What the task asks: Before you finish, make sure every line below has been written out exactly.

Given information:

//! Audio tag body: the `SoundFormat`/`SoundRate`/`SoundSize`/`SoundType` header byte, followed
//! (for AAC only) by an `AACPacketType` byte, then the raw audio payload.

use crate::flv::FlvError;

pub const SOUND_FORMAT_LINEAR_PCM_PLATFORM_ENDIAN: u8 = 0;
pub const SOUND_FORMAT_ADPCM: u8 = 1;
pub const SOUND_FORMAT_MP3: u8 = 2;
pub const SOUND_FORMAT_LINEAR_PCM_LE: u8 = 3;
pub const SOUND_FORMAT_G711_A_LAW: u8 = 7;
pub const SOUND_FORMAT_G711_MU_LAW: u8 = 8;
pub const SOUND_FORMAT_AAC: u8 = 10;
pub const SOUND_FORMAT_SPEEX: u8 = 11;
pub const SOUND_FORMAT_MP3_8KHZ: u8 = 14;
pub const SOUND_FORMAT_DEVICE_SPECIFIC: u8 = 15;

pub const AAC_PACKET_TYPE_SEQUENCE_HEADER: u8 = 0;
pub const AAC_PACKET_TYPE_RAW: u8 = 1;

pub struct AudioTagHeader {
    pub sound_format: u8,
    pub sound_rate: u8,
    pub sound_size: u8,
    pub sound_type: u8,
    /// Only present when `sound_format == SOUND_FORMAT_AAC`.
    pub aac_packet_type: Option<u8>,
}

impl AudioTagHeader {
    pub fn parse(data: &[u8]) -> Result<(AudioTagHeader, &[u8]), FlvError> {
        if data.is_empty() {
            return Err(FlvError::TooShort);
        }
        let sound_format = (data[0] >> 4) & 0xf;
        let sound_rate = (data[0] >> 2) & 0x3;
        let sound_size = (data[0] >> 1) & 0x1;
        let sound_type = data[0] & 0x1;
        let mut rest = &data[1..];
        let aac_packet_type = if sound_format == SOUND_FORMAT_AAC {
            if rest.is_empty() {
                return Err(FlvError::TooShort);
            }
            let v = rest[0];
            rest = &rest[1..];
            Some(v)
        } else {
            None
        };
        Ok((
            AudioTagHeader {
                sound_format,
                sound_rate,
                sound_size,
                sound_type,
                aac_packet_type,
            },
            rest,
        ))
    }
}

/// `data` following the parsed header: the AAC sequence header / raw frame bytes, or the raw
/// codec payload for every other `SoundFormat`.
pub struct AudioTag<'buf> {
    pub header: AudioTagHeader,
    pub data: &'buf [u8],
}
impl<'buf> AudioTag<'buf> {
    pub fn parse(payload: &'buf [u8]) -> Result<AudioTag<'buf>, FlvError> {
        let (header, data) = AudioTagHeader::parse(payload)?;
        Ok(AudioTag { header, data })
    }
}

#[cfg(test)]
mod test {
    use super::*;

    #[test]
    fn parses_aac_header() {
        // sound_format=10(AAC), rate=3, size=1, type=1 -> 1010 11 1 1 = 0xaf
        let data = hex!("af" "00" "11 22");
        let (header, rest) = AudioTagHeader::parse(&data).unwrap();
        assert_eq!(header.sound_format, SOUND_FORMAT_AAC);
        assert_eq!(header.aac_packet_type, Some(AAC_PACKET_TYPE_SEQUENCE_HEADER));
        assert_eq!(rest, &[0x11, 0x22]);
    }

    #[test]
    fn parses_non_aac_header_without_packet_type() {
        // sound_format=2(MP3), rate=3, size=1, type=1 -> 0010 1111 = 0x2f
        let data = hex!("2f" "11 22");
        let (header, rest) = AudioTagHeader::parse(&data).unwrap();
        assert_eq!(header.sound_format, SOUND_FORMAT_MP3);
        assert_eq!(header.aac_packet_type, None);
        assert_eq!(rest, &[0x11, 0x22]);
    }
}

Reply to the task:
//! Audio tag body: the `SoundFormat`/`SoundRate`/`SoundSize`/`SoundType` header byte, followed
//! (for AAC only) by an `AACPacketType` byte, then the raw audio payload.

use crate::flv::FlvError;

pub const SOUND_FORMAT_LINEAR_PCM_PLATFORM_ENDIAN: u8 = 0;
pub const SOUND_FORMAT_ADPCM: u8 = 1;
pub const SOUND_FORMAT_MP3: u8 = 2;
pub const SOUND_FORMAT_LINEAR_PCM_LE: u8 = 3;
pub const SOUND_FORMAT_G711_A_LAW: u8 = 7;
pub const SOUND_FORMAT_G711_MU_LAW: u8 = 8;
pub const SOUND_FORMAT_AAC: u8 = 10;
pub const SOUND_FORMAT_SPEEX: u8 = 11;
pub const SOUND_FORMAT_MP3_8KHZ: u8 = 14;
pub const SOUND_FORMAT_DEVICE_SPECIFIC: u8 = 15;

pub const AAC_PACKET_TYPE_SEQUENCE_HEADER: u8 = 0;
pub const AAC_PACKET_TYPE_RAW: u8 = 1;

pub struct AudioTagHeader {
    pub sound_format: u8,
    pub sound_rate: u8,
    pub sound_size: u8,
    pub sound_type: u8,
    /// Only present when `sound_format == SOUND_FORMAT_AAC`.
    pub aac_packet_type: Option<u8>,
}

impl AudioTagHeader {
    pub fn parse(data: &[u8]) -> Result<(AudioTagHeader, &[u8]), FlvError> {
        if data.is_empty() {
            return Err(FlvError::TooShort);
        }
        let sound_format = (data[0] >> 4) & 0xf;
        let sound_rate = (data[0] >> 2) & 0x3;
        let sound_size = (data[0] >> 1) & 0x1;
        let sound_type = data[0] & 0x1;
        let mut rest = &data[1..];
        let aac_packet_type = if sound_format == SOUND_FORMAT_AAC {
            if rest.is_empty() {
                return Err(FlvError::TooShort);
            }
            let v = rest[0];
            rest = &rest[1..];
            Some(v)
        } else {
            None
        };
        Ok((
            AudioTagHeader {
                sound_format,
                sound_rate,
                sound_size,
                sound_type,
                aac_packet_type,
            },
            rest,
        ))
    }
}

/// `data` following the parsed header: the AAC sequence header / raw frame bytes, or the raw
/// codec payload for every other `SoundFormat`.
pub struct AudioTag<'buf> {
    pub header: AudioTagHeader,
    pub data: &'buf [u8],
}
impl<'buf> AudioTag<'buf> {
    pub fn parse(payload: &'buf [u8]) -> Result<AudioTag<'buf>, FlvError> {
        let (header, data) = AudioTagHeader::parse(payload)?;
        Ok(AudioTag { header, data })
    }
}

#[cfg(test)]
mod test {
    use super::*;

    #[test]
    fn parses_aac_header() {
        // sound_format=10(AAC), rate=3, size=1, type=1 -> 1010 11 1 1 = 0xaf
        let data = hex!("af" "00" "11 22");
        let (header, rest) = AudioTagHeader::parse(&data).unwrap();
        assert_eq!(header.sound_format, SOUND_FORMAT_AAC);
        assert_eq!(header.aac_packet_type, Some(AAC_PACKET_TYPE_SEQUENCE_HEADER));
        assert_eq!(rest, &[0x11, 0x22]);
    }

    #[test]
    fn parses_non_aac_header_without_packet_type() {
        // sound_format=2(MP3), rate=3, size=1, type=1 -> 0010 1111 = 0x2f
        let data = hex!("2f" "11 22");
        let (header, rest) = AudioTagHeader::parse(&data).unwrap();
        assert_eq!(header.sound_format, SOUND_FORMAT_MP3);
        assert_eq!(header.aac_packet_type, None);
        assert_eq!(rest, &[0x11, 0x22]);
    }
}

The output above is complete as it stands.